### [ABOUT THIS TASK]
Each line of the records below that holds "ZERO" should be copied out.

### [TASK INPUT]
#####
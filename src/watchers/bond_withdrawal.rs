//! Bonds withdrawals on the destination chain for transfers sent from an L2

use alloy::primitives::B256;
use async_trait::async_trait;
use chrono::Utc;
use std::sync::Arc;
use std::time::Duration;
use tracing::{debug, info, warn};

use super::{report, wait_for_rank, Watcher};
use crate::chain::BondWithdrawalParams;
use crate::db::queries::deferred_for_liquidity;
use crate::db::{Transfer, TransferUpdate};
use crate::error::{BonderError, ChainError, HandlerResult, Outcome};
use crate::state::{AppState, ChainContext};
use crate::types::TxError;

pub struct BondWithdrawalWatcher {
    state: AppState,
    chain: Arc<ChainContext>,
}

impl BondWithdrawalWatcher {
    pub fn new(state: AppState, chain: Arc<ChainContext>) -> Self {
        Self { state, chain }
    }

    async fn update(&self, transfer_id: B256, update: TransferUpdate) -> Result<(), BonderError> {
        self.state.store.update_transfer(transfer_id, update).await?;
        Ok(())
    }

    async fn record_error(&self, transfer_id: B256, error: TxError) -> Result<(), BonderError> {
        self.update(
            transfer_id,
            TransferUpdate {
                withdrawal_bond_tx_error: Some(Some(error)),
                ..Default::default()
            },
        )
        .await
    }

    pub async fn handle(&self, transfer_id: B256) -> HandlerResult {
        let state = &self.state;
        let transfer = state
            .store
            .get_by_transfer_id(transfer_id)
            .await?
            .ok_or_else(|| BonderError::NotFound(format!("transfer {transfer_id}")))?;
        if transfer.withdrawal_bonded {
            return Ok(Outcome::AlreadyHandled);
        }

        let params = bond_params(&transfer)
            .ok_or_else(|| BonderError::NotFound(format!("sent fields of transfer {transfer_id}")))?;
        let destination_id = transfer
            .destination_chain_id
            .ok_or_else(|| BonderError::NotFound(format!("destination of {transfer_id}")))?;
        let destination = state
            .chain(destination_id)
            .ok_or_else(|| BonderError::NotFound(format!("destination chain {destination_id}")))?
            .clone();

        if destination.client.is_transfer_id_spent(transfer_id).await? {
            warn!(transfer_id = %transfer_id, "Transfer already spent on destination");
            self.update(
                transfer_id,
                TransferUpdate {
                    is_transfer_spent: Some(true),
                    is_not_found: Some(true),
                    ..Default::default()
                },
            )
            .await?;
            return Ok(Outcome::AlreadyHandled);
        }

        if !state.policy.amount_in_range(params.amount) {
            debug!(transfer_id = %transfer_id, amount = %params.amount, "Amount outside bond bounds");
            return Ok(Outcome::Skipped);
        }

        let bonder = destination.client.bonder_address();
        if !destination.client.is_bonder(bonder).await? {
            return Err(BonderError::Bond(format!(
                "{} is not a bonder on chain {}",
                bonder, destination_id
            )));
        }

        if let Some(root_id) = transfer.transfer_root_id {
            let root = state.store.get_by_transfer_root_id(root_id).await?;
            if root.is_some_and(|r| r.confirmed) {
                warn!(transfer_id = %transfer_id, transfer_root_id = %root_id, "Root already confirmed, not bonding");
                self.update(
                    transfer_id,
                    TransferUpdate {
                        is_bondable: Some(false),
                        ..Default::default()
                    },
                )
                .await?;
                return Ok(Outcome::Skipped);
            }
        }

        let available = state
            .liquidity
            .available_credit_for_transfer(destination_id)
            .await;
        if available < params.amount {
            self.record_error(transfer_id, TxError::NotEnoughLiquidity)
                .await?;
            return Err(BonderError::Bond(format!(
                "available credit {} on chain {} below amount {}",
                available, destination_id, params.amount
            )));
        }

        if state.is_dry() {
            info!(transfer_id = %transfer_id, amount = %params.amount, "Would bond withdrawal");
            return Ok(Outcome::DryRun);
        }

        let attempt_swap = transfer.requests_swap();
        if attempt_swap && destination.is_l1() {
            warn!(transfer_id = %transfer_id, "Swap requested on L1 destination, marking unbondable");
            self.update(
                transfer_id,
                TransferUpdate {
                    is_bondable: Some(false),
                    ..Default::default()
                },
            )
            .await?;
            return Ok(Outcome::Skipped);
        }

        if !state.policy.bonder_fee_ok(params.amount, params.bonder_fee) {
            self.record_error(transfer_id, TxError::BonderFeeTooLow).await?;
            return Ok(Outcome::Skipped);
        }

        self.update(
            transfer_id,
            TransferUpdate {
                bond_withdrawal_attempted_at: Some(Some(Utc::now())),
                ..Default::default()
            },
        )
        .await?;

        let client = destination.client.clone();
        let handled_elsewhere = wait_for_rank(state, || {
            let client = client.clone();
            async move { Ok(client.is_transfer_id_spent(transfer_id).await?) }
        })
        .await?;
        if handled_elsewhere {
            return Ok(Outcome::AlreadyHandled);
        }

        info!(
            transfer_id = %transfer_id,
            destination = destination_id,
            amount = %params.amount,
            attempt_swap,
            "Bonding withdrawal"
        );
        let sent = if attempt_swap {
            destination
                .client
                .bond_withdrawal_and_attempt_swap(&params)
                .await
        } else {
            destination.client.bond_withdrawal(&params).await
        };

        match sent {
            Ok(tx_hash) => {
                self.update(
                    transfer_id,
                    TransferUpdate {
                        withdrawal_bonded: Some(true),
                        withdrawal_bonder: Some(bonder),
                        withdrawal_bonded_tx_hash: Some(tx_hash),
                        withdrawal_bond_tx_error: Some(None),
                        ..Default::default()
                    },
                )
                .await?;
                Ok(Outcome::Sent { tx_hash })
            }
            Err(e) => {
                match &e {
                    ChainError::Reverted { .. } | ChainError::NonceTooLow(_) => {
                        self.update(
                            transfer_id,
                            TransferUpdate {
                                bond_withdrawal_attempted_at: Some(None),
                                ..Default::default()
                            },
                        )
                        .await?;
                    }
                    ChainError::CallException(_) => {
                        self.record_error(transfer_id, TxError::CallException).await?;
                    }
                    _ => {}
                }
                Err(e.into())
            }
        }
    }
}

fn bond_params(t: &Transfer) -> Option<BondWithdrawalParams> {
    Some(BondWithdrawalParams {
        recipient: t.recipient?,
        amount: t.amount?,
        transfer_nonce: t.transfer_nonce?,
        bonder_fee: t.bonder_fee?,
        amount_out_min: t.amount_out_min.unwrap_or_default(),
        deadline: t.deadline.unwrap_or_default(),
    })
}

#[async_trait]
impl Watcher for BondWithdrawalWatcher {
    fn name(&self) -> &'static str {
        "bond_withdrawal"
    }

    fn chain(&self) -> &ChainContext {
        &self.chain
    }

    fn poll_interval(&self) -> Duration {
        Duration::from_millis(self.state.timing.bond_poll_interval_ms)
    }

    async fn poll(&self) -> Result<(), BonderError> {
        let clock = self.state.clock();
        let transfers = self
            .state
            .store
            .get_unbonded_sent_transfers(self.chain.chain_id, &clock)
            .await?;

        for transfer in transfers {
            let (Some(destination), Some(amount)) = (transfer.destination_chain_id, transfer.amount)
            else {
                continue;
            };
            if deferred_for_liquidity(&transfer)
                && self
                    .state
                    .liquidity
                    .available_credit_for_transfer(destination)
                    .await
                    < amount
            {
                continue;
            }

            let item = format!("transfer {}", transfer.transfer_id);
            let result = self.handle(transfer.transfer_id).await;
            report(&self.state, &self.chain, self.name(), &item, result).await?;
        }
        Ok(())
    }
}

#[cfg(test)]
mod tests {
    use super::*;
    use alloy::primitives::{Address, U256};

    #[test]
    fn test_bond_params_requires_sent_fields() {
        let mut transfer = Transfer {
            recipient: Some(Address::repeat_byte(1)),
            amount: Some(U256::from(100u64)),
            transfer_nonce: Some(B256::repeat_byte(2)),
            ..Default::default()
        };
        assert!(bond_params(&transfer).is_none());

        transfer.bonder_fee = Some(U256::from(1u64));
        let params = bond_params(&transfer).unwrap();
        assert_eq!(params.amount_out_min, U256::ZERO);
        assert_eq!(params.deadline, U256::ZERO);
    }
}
#####
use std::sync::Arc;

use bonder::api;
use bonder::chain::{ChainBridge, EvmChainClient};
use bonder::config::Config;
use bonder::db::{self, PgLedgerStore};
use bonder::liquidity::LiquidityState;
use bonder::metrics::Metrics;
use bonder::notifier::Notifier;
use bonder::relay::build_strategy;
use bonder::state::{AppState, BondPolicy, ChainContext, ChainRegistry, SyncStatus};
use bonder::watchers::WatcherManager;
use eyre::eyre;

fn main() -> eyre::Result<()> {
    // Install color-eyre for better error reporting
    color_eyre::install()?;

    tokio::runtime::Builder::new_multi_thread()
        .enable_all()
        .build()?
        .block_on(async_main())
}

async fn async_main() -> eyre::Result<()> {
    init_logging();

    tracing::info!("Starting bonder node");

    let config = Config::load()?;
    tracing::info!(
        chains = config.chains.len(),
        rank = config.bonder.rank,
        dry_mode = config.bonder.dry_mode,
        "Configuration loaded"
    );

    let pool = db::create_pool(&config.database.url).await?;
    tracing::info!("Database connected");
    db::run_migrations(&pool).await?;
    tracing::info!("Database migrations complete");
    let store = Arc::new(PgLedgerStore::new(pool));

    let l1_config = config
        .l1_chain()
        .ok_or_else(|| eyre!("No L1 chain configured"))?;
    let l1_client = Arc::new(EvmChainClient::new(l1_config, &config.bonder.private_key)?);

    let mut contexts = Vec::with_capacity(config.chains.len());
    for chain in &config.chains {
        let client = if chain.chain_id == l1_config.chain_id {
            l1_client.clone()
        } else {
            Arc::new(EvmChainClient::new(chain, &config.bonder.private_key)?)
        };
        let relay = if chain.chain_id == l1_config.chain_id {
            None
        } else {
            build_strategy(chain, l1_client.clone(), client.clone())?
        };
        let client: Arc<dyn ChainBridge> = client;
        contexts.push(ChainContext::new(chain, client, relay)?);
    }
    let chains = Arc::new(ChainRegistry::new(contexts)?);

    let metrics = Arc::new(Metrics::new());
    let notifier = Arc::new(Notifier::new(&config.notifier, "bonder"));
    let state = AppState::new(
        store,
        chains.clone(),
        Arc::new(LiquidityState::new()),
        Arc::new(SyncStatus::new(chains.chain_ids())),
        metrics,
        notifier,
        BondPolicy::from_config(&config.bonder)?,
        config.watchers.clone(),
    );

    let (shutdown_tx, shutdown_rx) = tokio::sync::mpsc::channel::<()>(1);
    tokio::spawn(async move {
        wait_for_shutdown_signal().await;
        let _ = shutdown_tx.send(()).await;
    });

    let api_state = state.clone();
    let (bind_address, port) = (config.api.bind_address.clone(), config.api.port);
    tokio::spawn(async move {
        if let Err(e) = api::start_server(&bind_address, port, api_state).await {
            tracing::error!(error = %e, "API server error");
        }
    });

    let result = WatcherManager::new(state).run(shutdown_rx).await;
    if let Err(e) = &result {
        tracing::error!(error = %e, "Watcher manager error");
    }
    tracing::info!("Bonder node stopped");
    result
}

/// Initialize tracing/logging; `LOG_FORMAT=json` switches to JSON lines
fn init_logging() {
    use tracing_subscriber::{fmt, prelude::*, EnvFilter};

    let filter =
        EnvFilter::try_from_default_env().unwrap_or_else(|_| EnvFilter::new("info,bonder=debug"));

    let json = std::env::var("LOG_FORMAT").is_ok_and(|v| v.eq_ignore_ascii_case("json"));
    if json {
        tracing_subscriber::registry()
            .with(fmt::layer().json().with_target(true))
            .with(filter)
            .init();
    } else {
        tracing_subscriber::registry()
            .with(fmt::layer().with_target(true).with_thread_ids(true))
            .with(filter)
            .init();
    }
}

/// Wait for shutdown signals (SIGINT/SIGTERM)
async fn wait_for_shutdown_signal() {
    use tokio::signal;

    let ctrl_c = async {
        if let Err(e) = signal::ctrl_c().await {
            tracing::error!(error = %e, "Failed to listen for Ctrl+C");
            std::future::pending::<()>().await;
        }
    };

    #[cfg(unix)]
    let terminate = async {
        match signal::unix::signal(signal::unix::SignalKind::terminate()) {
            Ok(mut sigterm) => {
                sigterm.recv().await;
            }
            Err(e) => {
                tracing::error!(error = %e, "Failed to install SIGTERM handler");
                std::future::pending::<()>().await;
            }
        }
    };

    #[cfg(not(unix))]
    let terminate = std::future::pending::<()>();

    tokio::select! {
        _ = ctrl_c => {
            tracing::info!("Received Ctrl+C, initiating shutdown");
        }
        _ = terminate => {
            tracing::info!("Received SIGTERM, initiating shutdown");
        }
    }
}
#####
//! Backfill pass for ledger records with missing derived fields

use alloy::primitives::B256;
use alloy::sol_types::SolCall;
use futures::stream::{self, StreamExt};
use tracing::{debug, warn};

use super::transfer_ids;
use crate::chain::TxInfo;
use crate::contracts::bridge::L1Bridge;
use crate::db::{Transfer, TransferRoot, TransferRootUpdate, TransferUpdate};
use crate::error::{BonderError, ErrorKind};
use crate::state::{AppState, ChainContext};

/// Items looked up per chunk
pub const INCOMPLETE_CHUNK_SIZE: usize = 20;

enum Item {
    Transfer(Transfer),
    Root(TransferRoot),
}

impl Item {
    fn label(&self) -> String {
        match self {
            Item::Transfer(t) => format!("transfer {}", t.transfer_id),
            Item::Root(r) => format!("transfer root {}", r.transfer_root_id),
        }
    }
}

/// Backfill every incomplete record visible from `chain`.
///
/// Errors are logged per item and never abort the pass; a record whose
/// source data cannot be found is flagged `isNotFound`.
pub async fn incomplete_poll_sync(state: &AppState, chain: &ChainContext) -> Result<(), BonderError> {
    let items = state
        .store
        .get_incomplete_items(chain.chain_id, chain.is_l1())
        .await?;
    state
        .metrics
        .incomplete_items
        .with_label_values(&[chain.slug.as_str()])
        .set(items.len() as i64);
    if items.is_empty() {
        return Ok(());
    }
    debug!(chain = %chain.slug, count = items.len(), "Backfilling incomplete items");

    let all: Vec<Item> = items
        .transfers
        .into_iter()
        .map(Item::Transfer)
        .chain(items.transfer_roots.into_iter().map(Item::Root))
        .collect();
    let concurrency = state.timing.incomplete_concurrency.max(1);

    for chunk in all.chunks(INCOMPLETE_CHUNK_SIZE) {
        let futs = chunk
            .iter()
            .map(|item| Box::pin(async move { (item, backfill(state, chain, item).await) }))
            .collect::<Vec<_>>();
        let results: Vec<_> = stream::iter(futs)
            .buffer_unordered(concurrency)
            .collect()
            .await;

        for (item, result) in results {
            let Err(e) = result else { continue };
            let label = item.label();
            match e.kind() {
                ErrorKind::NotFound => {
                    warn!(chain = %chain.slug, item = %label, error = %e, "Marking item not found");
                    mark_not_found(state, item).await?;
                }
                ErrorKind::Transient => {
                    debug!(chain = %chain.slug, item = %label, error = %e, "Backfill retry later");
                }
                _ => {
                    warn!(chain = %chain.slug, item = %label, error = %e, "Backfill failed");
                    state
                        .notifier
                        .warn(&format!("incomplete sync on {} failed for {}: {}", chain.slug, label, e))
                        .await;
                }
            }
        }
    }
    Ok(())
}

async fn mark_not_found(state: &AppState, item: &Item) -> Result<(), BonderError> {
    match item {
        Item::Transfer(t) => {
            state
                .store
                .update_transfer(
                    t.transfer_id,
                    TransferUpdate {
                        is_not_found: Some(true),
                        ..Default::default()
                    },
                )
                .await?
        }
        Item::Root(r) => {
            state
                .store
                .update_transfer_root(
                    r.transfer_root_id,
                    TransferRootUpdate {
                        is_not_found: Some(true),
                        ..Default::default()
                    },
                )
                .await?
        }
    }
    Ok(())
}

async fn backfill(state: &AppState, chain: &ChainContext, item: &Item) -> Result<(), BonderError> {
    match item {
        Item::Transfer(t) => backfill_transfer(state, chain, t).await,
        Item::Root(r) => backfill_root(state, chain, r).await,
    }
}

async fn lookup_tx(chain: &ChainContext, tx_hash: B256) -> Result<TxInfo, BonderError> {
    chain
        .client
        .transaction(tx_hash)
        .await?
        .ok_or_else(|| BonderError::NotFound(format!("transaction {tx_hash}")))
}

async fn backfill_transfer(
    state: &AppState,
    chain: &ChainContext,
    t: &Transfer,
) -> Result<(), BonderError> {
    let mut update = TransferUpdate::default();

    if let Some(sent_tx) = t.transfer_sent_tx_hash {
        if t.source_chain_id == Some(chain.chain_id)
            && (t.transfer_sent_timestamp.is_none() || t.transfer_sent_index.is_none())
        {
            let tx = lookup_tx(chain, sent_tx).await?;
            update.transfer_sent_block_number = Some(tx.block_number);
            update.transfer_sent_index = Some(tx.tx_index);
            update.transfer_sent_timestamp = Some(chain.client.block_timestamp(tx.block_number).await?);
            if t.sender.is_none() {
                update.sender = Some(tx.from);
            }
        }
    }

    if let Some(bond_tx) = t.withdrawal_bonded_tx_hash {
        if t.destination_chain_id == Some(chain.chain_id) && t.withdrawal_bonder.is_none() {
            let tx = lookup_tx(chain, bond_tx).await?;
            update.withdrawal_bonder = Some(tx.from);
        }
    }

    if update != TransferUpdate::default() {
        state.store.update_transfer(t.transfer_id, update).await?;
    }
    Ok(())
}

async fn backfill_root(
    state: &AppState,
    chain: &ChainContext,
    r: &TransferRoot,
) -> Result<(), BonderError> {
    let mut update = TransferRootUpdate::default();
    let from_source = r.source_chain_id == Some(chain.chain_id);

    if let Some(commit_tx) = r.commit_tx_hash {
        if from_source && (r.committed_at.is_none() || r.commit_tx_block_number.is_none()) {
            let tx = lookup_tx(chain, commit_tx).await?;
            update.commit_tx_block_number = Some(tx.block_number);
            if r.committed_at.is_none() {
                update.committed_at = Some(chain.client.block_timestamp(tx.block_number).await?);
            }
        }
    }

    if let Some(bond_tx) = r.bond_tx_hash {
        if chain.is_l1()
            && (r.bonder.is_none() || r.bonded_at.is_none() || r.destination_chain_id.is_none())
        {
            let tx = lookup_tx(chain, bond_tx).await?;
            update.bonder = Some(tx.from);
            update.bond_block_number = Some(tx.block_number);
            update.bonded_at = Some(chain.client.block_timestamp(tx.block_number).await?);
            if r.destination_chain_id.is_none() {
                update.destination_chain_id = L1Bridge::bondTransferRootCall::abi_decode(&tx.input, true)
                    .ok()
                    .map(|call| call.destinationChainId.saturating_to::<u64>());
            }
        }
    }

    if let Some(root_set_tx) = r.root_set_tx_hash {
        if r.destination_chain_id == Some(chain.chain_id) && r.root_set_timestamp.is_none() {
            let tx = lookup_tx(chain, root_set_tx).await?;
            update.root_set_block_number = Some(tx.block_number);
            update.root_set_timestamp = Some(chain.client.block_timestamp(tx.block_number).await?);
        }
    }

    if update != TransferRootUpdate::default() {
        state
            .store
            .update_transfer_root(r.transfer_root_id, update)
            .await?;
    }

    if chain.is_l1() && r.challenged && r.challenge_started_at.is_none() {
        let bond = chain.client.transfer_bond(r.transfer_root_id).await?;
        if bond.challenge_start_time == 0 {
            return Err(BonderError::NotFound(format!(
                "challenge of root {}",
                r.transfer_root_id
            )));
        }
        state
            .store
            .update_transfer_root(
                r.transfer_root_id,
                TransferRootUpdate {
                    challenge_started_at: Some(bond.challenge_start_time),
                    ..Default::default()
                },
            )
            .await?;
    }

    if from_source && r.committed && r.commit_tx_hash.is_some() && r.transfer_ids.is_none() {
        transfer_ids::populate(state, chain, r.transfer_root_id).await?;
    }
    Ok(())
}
#####
### [EXPECTED OUTPUT]
        assert_eq!(params.amount_out_min, U256::ZERO);
        assert_eq!(params.deadline, U256::ZERO);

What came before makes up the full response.